Iraq PM orders urgent probe into military ‘massacre’
Iraqi forces and Shia militias accused of killing more than 80 unarmed civilians suspected of being ISIL sympathisers.

Baghdad, Iraq – The Iraqi prime minister has pledged an urgent investigation into accounts that Iraqi security forces and Shia militias gunned down dozens of unarmed villagers after fighting with the Islamic State of Iraq and the Levant (ISIL) group.
“The prime minister has ordered an investigation and we are waiting for results,” Rafid al-Jabouri, spokesman for Prime Minister Haider al-Abadi, told Al Jazeera on Thursday.
Mohammad Salem al-Ghabban, Iraq’s interior minister who is leading the investigation, said that it was too soon to brief parliament on the results of what had happened in the village of Barwana, north of Baquba, the capital of Diyala province.
Ghabban, who is a leader of the Badr Organisation, which maintains one of the leading paramilitary groups aligned with the government, said there would be a turnover at the Interior Ministry, to help restore the integrity and professionalism of Iraqi forces.
According to survivors interviewed by Al Jazeera, Shia armed men accompanied by Interior Ministry SWAT teams and Iraqi soldiers rounded up men in the Sunni village of Barwana.
After accusing them of belonging to ISIL, survivors said they were marched to a nearby field where the armed men took away men from the group, and shot them behind a wall.
The killings have raised fears that Iranian-backed Shia fighters central to the Iraqi government’s fight against ISIL, are not under the control of the government.
Some fear the repercussions of sectarian violence could launch a cycle of attacks dragging Iraq back into civil war.
‘Massacre in Barwana’
Provincial politicians said more than 80 civilians were shot dead in Diyala, a mixed province with large numbers of Sunnis, Shia, Kurds and Turkmen.
New York-based rights group Human Rights Watch (HRW) said it is also investigating the reported mass killings.
“No one knows yet the exact number of dead but Human Rights Watch is investigating what appears to have been a massacre in Barwana,” Erin Evers, HRW spokesperson, said.
Evers said four witnesses interviewed so far reported seeing plain-clothes armed men and others in special forces uniforms open fire on more than 100 villagers, most of whom had been displaced from other villages.
Iraq’s own Human Rights Ministry said the area is still unsafe and it has no ability to independently investigate the killings.
They made us sit down and look at the ground - anyone who raised their head would be beaten with a rifle butt.
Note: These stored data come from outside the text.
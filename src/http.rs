//! HTTP front door for short-lived clients.
//!
//! - `GET  /status`  → [`StatusReport`]
//! - `POST /execute` → `{"result": ...}` for one command
//! - `POST /batch`   → `{"count", "entities"}` for a batch
//!
//! Failures are `{"error", "code"}` bodies with a status derived from the
//! [`BridgeError`] kind.

use std::sync::Arc;
use std::time::Duration;

use axum::extract::rejection::JsonRejection;
use axum::extract::State;
use axum::http::StatusCode;
use axum::response::{IntoResponse, Response};
use axum::routing::{get, post};
use axum::{Json, Router};
use serde::{Deserialize, Serialize};
use thiserror::Error;
use tower_http::trace::TraceLayer;

use crate::bridge::{BridgeError, Dispatcher};
use crate::models::{
    BatchOutcome, BatchRequest, ExecuteRequest, ExecuteResponse, StatusReport,
};

/// Body of every error response.
#[derive(Debug, Clone, PartialEq, Serialize, Deserialize)]
pub struct ErrorResponse {
    pub error: String,
    pub code: String,
}

#[derive(Debug, Error)]
pub enum ApiError {
    #[error(transparent)]
    Bridge(#[from] BridgeError),

    #[error("{0}")]
    Input(String),
}

impl From<JsonRejection> for ApiError {
    fn from(rejection: JsonRejection) -> Self {
        ApiError::Input(rejection.body_text())
    }
}

impl IntoResponse for ApiError {
    fn into_response(self) -> Response {
        let status = match &self {
            ApiError::Bridge(BridgeError::NotConnected) => StatusCode::SERVICE_UNAVAILABLE,
            ApiError::Bridge(BridgeError::Timeout { .. }) => StatusCode::GATEWAY_TIMEOUT,
            ApiError::Bridge(BridgeError::Remote(_)) => StatusCode::BAD_GATEWAY,
            ApiError::Bridge(BridgeError::Protocol(_)) => StatusCode::INTERNAL_SERVER_ERROR,
            ApiError::Input(_) => StatusCode::UNPROCESSABLE_ENTITY,
        };
        let code = match &self {
            ApiError::Bridge(err) => err.code(),
            ApiError::Input(_) => "input_error",
        };

        let body = Json(ErrorResponse {
            error: self.to_string(),
            code: code.to_string(),
        });
        (status, body).into_response()
    }
}

pub fn build_router(dispatcher: Arc<Dispatcher>) -> Router {
    Router::new()
        .route("/status", get(status))
        .route("/execute", post(execute))
        .route("/batch", post(batch))
        .layer(TraceLayer::new_for_http())
        .with_state(dispatcher)
}

async fn status(State(dispatcher): State<Arc<Dispatcher>>) -> Json<StatusReport> {
    Json(dispatcher.status())
}

async fn execute(
    State(dispatcher): State<Arc<Dispatcher>>,
    payload: Result<Json<ExecuteRequest>, JsonRejection>,
) -> Result<Json<ExecuteResponse>, ApiError> {
    let Json(request) = payload?;
    let command = request.command.trim();
    if command.is_empty() {
        return Err(ApiError::Input("command must not be empty".to_string()));
    }

    let result = dispatcher
        .submit(command, request.args, request.timeout_ms.map(Duration::from_millis))
        .await?;
    Ok(Json(ExecuteResponse { result }))
}

async fn batch(
    State(dispatcher): State<Arc<Dispatcher>>,
    payload: Result<Json<BatchRequest>, JsonRejection>,
) -> Result<Json<BatchOutcome>, ApiError> {
    let Json(request) = payload?;
    if let Some(index) = request
        .commands
        .iter()
        .position(|c| c.command.trim().is_empty())
    {
        return Err(ApiError::Input(format!(
            "commands[{}] has an empty command name",
            index
        )));
    }

    tracing::debug!(commands = request.commands.len(), "Submitting batch");
    let outcome = dispatcher
        .execute_batch(request.commands, request.timeout_ms.map(Duration::from_millis))
        .await?;
    Ok(Json(outcome))
}

#[cfg(test)]
mod tests {
    use super::*;
    use crate::bridge::{ConnectionManager, TimeoutPolicy};
    use crate::models::{InboundReply, OutboundRequest};
    use axum::body::Body;
    use axum::http::{Method, Request};
    use http_body_util::BodyExt;
    use pretty_assertions::assert_eq;
    use serde_json::{json, Value};
    use tokio::sync::mpsc;
    use tower::ServiceExt;

    fn detached() -> Arc<Dispatcher> {
        Arc::new(Dispatcher::new(
            Arc::new(ConnectionManager::new()),
            TimeoutPolicy::default(),
        ))
    }

    /// Dispatcher wired to a fake target that answers via `reply`.
    fn attached<F>(reply: F) -> Arc<Dispatcher>
    where
        F: Fn(&OutboundRequest) -> InboundReply + Send + 'static,
    {
        let connection = Arc::new(ConnectionManager::new());
        let (tx, mut rx) = mpsc::unbounded_channel::<OutboundRequest>();
        connection.attach(tx);
        let dispatcher = Arc::new(Dispatcher::new(connection, TimeoutPolicy::default()));

        let target = Arc::clone(&dispatcher);
        tokio::spawn(async move {
            while let Some(request) = rx.recv().await {
                target.handle_reply(reply(&request));
            }
        });
        dispatcher
    }

    async fn request_json(router: Router, request: Request<Body>) -> (StatusCode, Value) {
        let response = router.oneshot(request).await.expect("request failed");
        let status = response.status();
        let bytes = response
            .into_body()
            .collect()
            .await
            .expect("body")
            .to_bytes();
        let value = serde_json::from_slice(&bytes).unwrap_or(Value::Null);
        (status, value)
    }

    fn post(uri: &str, body: Value) -> Request<Body> {
        Request::builder()
            .method(Method::POST)
            .uri(uri)
            .header("content-type", "application/json")
            .body(Body::from(body.to_string()))
            .expect("request")
    }

    #[tokio::test]
    async fn test_status_when_detached() {
        let router = build_router(detached());
        let request = Request::builder()
            .uri("/status")
            .body(Body::empty())
            .unwrap();

        let (status, body) = request_json(router, request).await;
        assert_eq!(status, StatusCode::OK);
        assert_eq!(body, json!({"attached": false, "inFlight": 0}));
    }

    #[tokio::test]
    async fn test_execute_without_target_is_503() {
        let router = build_router(detached());
        let (status, body) =
            request_json(router, post("/execute", json!({"command": "get-node"}))).await;

        assert_eq!(status, StatusCode::SERVICE_UNAVAILABLE);
        assert_eq!(
            body,
            json!({"error": "No execution target is connected", "code": "not_connected"})
        );
    }

    #[tokio::test]
    async fn test_execute_success() {
        let dispatcher = attached(|request| {
            InboundReply::success(request.id.clone(), json!({"command": request.command}))
        });
        let router = build_router(dispatcher);

        let (status, body) = request_json(
            router,
            post("/execute", json!({"command": "get-node", "args": {"id": "1:1"}})),
        )
        .await;
        assert_eq!(status, StatusCode::OK);
        assert_eq!(body, json!({"result": {"command": "get-node"}}));
    }

    #[tokio::test]
    async fn test_remote_error_is_502() {
        let dispatcher =
            attached(|request| InboundReply::failure(request.id.clone(), "Node not found: 2:2"));
        let router = build_router(dispatcher);

        let (status, body) = request_json(
            router,
            post("/execute", json!({"command": "get-node", "args": {"id": "2:2"}})),
        )
        .await;
        assert_eq!(status, StatusCode::BAD_GATEWAY);
        assert_eq!(body["error"], json!("Node not found: 2:2"));
        assert_eq!(body["code"], json!("remote_error"));
    }

    #[tokio::test]
    async fn test_timeout_is_504() {
        // Target that never answers.
        let connection = Arc::new(ConnectionManager::new());
        let (tx, _rx) = mpsc::unbounded_channel::<OutboundRequest>();
        connection.attach(tx);
        let router = build_router(Arc::new(Dispatcher::new(connection, TimeoutPolicy::default())));

        let (status, body) = request_json(
            router,
            post("/execute", json!({"command": "move-node", "timeoutMs": 20})),
        )
        .await;
        assert_eq!(status, StatusCode::GATEWAY_TIMEOUT);
        assert_eq!(body["code"], json!("timeout"));
        assert_eq!(body["error"], json!("Command 'move-node' timed out after 20ms"));
    }

    #[tokio::test]
    async fn test_malformed_body_is_422() {
        let router = build_router(detached());
        let (status, body) = request_json(router, post("/execute", json!({"args": {}}))).await;
        assert_eq!(status, StatusCode::UNPROCESSABLE_ENTITY);
        assert_eq!(body["code"], json!("input_error"));
    }

    #[tokio::test]
    async fn test_batch_rejects_empty_command_name() {
        let router = build_router(detached());
        let (status, body) = request_json(
            router,
            post("/batch", json!({"commands": [{"command": "create-frame"}, {"command": ""}]})),
        )
        .await;
        assert_eq!(status, StatusCode::UNPROCESSABLE_ENTITY);
        assert_eq!(body["error"], json!("commands[1] has an empty command name"));
    }

    #[tokio::test]
    async fn test_batch_success() {
        let dispatcher = attached(|request| {
            let commands = request.args.as_ref().unwrap()["commands"].as_array().unwrap();
            let entities: Vec<Value> = (0..commands.len())
                .map(|i| json!({"id": format!("1:{}", i + 1), "name": "Frame"}))
                .collect();
            InboundReply::success(
                request.id.clone(),
                json!({"count": entities.len(), "entities": entities}),
            )
        });
        let router = build_router(dispatcher);

        let (status, body) = request_json(
            router,
            post(
                "/batch",
                json!({"commands": [
                    {"command": "create-frame", "args": {"ref": "a"}},
                    {"command": "create-frame", "args": {"parentRef": "a"}},
                ]}),
            ),
        )
        .await;
        assert_eq!(status, StatusCode::OK);
        assert_eq!(body["count"], json!(2));
        assert_eq!(body["entities"][1]["id"], json!("1:2"));
    }
}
Three witnesses told Al Jazeera the killings took place after a convoy of Iraqi army Humvees and 4WD vehicles, with tinted windows arrived in Barwana on Monday afternoon.
They said the security forces broke down doors and rounded up men in house-to-house searches.
“Some were wearing civilian clothing and others military uniform. Some were dressed like special forces and others in khaki trousers and black T-shirts,” said one of the survivors by telephone from Barwana.
The middle-aged man, who asked to be identified only as Abu Ahmed, said others were wearing bandanas and had wrapped green cloth around their wrists – traditional among Shia fighters.
“They said they came to check the registry books and ID cards to see if it matched their computer records because they were looking for some suspects,” he said.
After that, he and other men who survived, said they were tied together and forced to march while looking at the ground.
When they got to an abandoned house about a kilometre away, they found other groups of men, said another man who survived the killing.
“They made us sit down and look at the ground – anyone who raised their head would be beaten with a rifle butt,” said one of the men who asked not to be identified.
He said his cousin, who had raised his head when they heard gunshots, was first slapped in the face and then taken away and shot behind a crumbling wall.
Bodies of neighbours
Another survivor, who asked to be identified only as Abu Abdullah, said he saw the bodies of 13 of his neighbours, including school teachers and shop owners.
Several of the witnesses said at least six men had been executed behind the Barwana mosque and their bodies left on the ground.
“They fooled me – they told me this would be a check of the names of displaced families,” the distraught head of the village told Al Jazeera by phone.
The man, who asked to be identified only as Abu Azzad, said he had showed them the list after being told they were looking for specific suspects.
He said the surviving men in the village along with the women and children were running out of food and huddled in their homes, fearing the security forces would return.
Most of the men rounded up were displaced from Sinsil and other nearby villages in September, when Shia armed men started shelling ISIL positions near the towns.
Some of the survivors said the militia members were targeting the displaced men, saying they had been part of ISIL in the villages they had left.
Another survivor, Abu Karar, a student, told Al Jazeera he was let go because his identity card listed another town. The man standing next to him, from Sinsil, was taken away, and shot.
In a sign of how deeply personal the battle has become, he said those doing the killing appeared to be fighters from Diyala province, rather than further south.
The UN has called on the government to find and punish those responsible for the killings.